** The problem **
Quote the entries that follow exactly, leaving none out.

** Given information **
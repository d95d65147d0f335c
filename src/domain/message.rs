use serde::{Deserialize, Serialize};

#[derive(Debug, Clone, PartialEq, Eq, Serialize, Deserialize)]
#[serde(rename_all = "camelCase")]
/// Outgoing SMS as accepted by `POST /message`.
///
/// Optional fields left as `None` are omitted from the request body, so the
/// gateway applies its own defaults. No client-side validation is performed;
/// in particular an empty `phone_numbers` list is sent as-is.
pub struct Message {
    /// Message id; generated by the gateway when absent.
    #[serde(default, skip_serializing_if = "Option::is_none")]
    pub id: Option<String>,
    /// Text body.
    pub message: String,
    /// Time-to-live in seconds. `None` means the message never expires.
    #[serde(default, skip_serializing_if = "Option::is_none")]
    pub ttl: Option<u64>,
    /// Destination numbers, in the order given.
    pub phone_numbers: Vec<String>,
    /// Originating SIM slot (1-based). `None` selects the device default.
    #[serde(default, skip_serializing_if = "Option::is_none")]
    pub sim_number: Option<u8>,
    /// Whether to request delivery reports. The gateway treats `None` as `true`.
    #[serde(default, skip_serializing_if = "Option::is_none")]
    pub with_delivery_report: Option<bool>,
}

impl Message {
    /// Create a message with only the required fields set.
    pub fn new(message: impl Into<String>, phone_numbers: Vec<String>) -> Self {
        Self {
            id: None,
            message: message.into(),
            ttl: None,
            phone_numbers,
            sim_number: None,
            with_delivery_report: None,
        }
    }

    /// Use a caller-chosen message id instead of a generated one.
    pub fn with_id(mut self, id: impl Into<String>) -> Self {
        self.id = Some(id.into());
        self
    }

    /// Expire the message after `seconds`.
    pub fn with_ttl(mut self, seconds: u64) -> Self {
        self.ttl = Some(seconds);
        self
    }

    /// Send from the given SIM slot.
    pub fn with_sim_number(mut self, sim_number: u8) -> Self {
        self.sim_number = Some(sim_number);
        self
    }

    /// Explicitly enable or disable delivery reports.
    pub fn with_delivery_report(mut self, enabled: bool) -> Self {
        self.with_delivery_report = Some(enabled);
        self
    }
}

#[derive(Debug, Clone, Copy, PartialEq, Eq, Hash, Serialize, Deserialize)]
/// Processing state of a message or of a single recipient.
///
/// The success path is `Pending -> Processed -> Sent -> Delivered`; `Failed`
/// may follow any non-terminal state.
pub enum ProcessState {
    Pending,
    Processed,
    Sent,
    Delivered,
    Failed,
}

impl ProcessState {
    /// Whether no further transitions are expected (`Delivered` or `Failed`).
    pub fn is_terminal(self) -> bool {
        matches!(self, Self::Delivered | Self::Failed)
    }
}

#[derive(Debug, Clone, PartialEq, Eq, Serialize, Deserialize)]
#[serde(rename_all = "camelCase")]
/// Delivery state of one destination number of a message.
pub struct RecipientState {
    pub phone_number: String,
    pub state: ProcessState,
    /// Failure reason; only set when `state` is [`ProcessState::Failed`].
    #[serde(default, skip_serializing_if = "Option::is_none")]
    pub error: Option<String>,
}

#[derive(Debug, Clone, PartialEq, Eq, Serialize, Deserialize)]
#[serde(rename_all = "camelCase")]
/// Gateway view of a message, returned by `send` and `get_state`.
///
/// Partial failures are reported per recipient; the recipient order is not
/// guaranteed to match the request.
pub struct MessageState {
    pub id: String,
    pub state: ProcessState,
    pub recipients: Vec<RecipientState>,
}
//! Typed Rust client for the Android SMS Gateway 3rd-party HTTP API.
//!
//! The crate is split into three layers: a domain layer of plain wire types,
//! a transport layer (the [`HttpClient`] capability and its reqwest adapter),
//! and a thin client layer that shapes requests and hands them to the transport.
//!
//! ```rust,no_run
//! use android_sms_gateway::{Client, Message};
//!
//! #[tokio::main]
//! async fn main() -> Result<(), android_sms_gateway::TransportError> {
//!     let client = Client::builder("login", "password").build()?;
//!     let message = Message::new("hello", vec!["+79251234567".to_owned()]);
//!     let state = client.send(&message).await?;
//!     let _state = client.get_state(&state.id).await?;
//!     Ok(())
//! }
//! ```
#![forbid(unsafe_code)]

pub mod client;
pub mod domain;
pub mod transport;

pub use client::{BASE_URL, Client, ClientBuilder, USER_AGENT};
pub use domain::{
    Message, MessageState, ProcessState, RecipientState, RegisterWebHookRequest,
    SmsReceivedPayload, SystemPingPayload, WebHook, WebHookEvent, WebHookEventType,
    WebHookPayload,
};
pub use transport::{BoxFuture, Headers, HttpClient, ReqwestTransport, TransportError};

** Task response **
repository d95d65147d0f335c
filename src/domain/message.rs
use serde::{Deserialize, Serialize};

#[derive(Debug, Clone, PartialEq, Eq, Serialize, Deserialize)]
#[serde(rename_all = "camelCase")]
/// Outgoing SMS as accepted by `POST /message`.
///
/// Optional fields left as `None` are omitted from the request body, so the
/// gateway applies its own defaults. No client-side validation is performed;
/// in particular an empty `phone_numbers` list is sent as-is.
pub struct Message {
    /// Message id; generated by the gateway when absent.
    #[serde(default, skip_serializing_if = "Option::is_none")]
    pub id: Option<String>,
    /// Text body.
    pub message: String,
    /// Time-to-live in seconds. `None` means the message never expires.
    #[serde(default, skip_serializing_if = "Option::is_none")]
    pub ttl: Option<u64>,
    /// Destination numbers, in the order given.
    pub phone_numbers: Vec<String>,
    /// Originating SIM slot (1-based). `None` selects the device default.
    #[serde(default, skip_serializing_if = "Option::is_none")]
    pub sim_number: Option<u8>,
    /// Whether to request delivery reports. The gateway treats `None` as `true`.
    #[serde(default, skip_serializing_if = "Option::is_none")]
    pub with_delivery_report: Option<bool>,
}

impl Message {
    /// Create a message with only the required fields set.
    pub fn new(message: impl Into<String>, phone_numbers: Vec<String>) -> Self {
        Self {
            id: None,
            message: message.into(),
            ttl: None,
            phone_numbers,
            sim_number: None,
            with_delivery_report: None,
        }
    }

    /// Use a caller-chosen message id instead of a generated one.
    pub fn with_id(mut self, id: impl Into<String>) -> Self {
        self.id = Some(id.into());
        self
    }

    /// Expire the message after `seconds`.
    pub fn with_ttl(mut self, seconds: u64) -> Self {
        self.ttl = Some(seconds);
        self
    }

    /// Send from the given SIM slot.
    pub fn with_sim_number(mut self, sim_number: u8) -> Self {
        self.sim_number = Some(sim_number);
        self
    }

    /// Explicitly enable or disable delivery reports.
    pub fn with_delivery_report(mut self, enabled: bool) -> Self {
        self.with_delivery_report = Some(enabled);
        self
    }
}

#[derive(Debug, Clone, Copy, PartialEq, Eq, Hash, Serialize, Deserialize)]
/// Processing state of a message or of a single recipient.
///
/// The success path is `Pending -> Processed -> Sent -> Delivered`; `Failed`
/// may follow any non-terminal state.
pub enum ProcessState {
    Pending,
    Processed,
    Sent,
    Delivered,
    Failed,
}

impl ProcessState {
    /// Whether no further transitions are expected (`Delivered` or `Failed`).
    pub fn is_terminal(self) -> bool {
        matches!(self, Self::Delivered | Self::Failed)
    }
}

#[derive(Debug, Clone, PartialEq, Eq, Serialize, Deserialize)]
#[serde(rename_all = "camelCase")]
/// Delivery state of one destination number of a message.
pub struct RecipientState {
    pub phone_number: String,
    pub state: ProcessState,
    /// Failure reason; only set when `state` is [`ProcessState::Failed`].
    #[serde(default, skip_serializing_if = "Option::is_none")]
    pub error: Option<String>,
}

#[derive(Debug, Clone, PartialEq, Eq, Serialize, Deserialize)]
#[serde(rename_all = "camelCase")]
/// Gateway view of a message, returned by `send` and `get_state`.
///
/// Partial failures are reported per recipient; the recipient order is not
/// guaranteed to match the request.
pub struct MessageState {
    pub id: String,
    pub state: ProcessState,
    pub recipients: Vec<RecipientState>,
}
//! Typed Rust client for the Android SMS Gateway 3rd-party HTTP API.
//!
//! The crate is split into three layers: a domain layer of plain wire types,
//! a transport layer (the [`HttpClient`] capability and its reqwest adapter),
//! and a thin client layer that shapes requests and hands them to the transport.
//!
//! ```rust,no_run
//! use android_sms_gateway::{Client, Message};
//!
//! #[tokio::main]
//! async fn main() -> Result<(), android_sms_gateway::TransportError> {
//!     let client = Client::builder("login", "password").build()?;
//!     let message = Message::new("hello", vec!["+79251234567".to_owned()]);
//!     let state = client.send(&message).await?;
//!     let _state = client.get_state(&state.id).await?;
//!     Ok(())
//! }
//! ```
#![forbid(unsafe_code)]

pub mod client;
pub mod domain;
pub mod transport;

pub use client::{BASE_URL, Client, ClientBuilder, USER_AGENT};
pub use domain::{
    Message, MessageState, ProcessState, RecipientState, RegisterWebHookRequest,
    SmsReceivedPayload, SystemPingPayload, WebHook, WebHookEvent, WebHookEventType,
    WebHookPayload,
};
pub use transport::{BoxFuture, Headers, HttpClient, ReqwestTransport, TransportError};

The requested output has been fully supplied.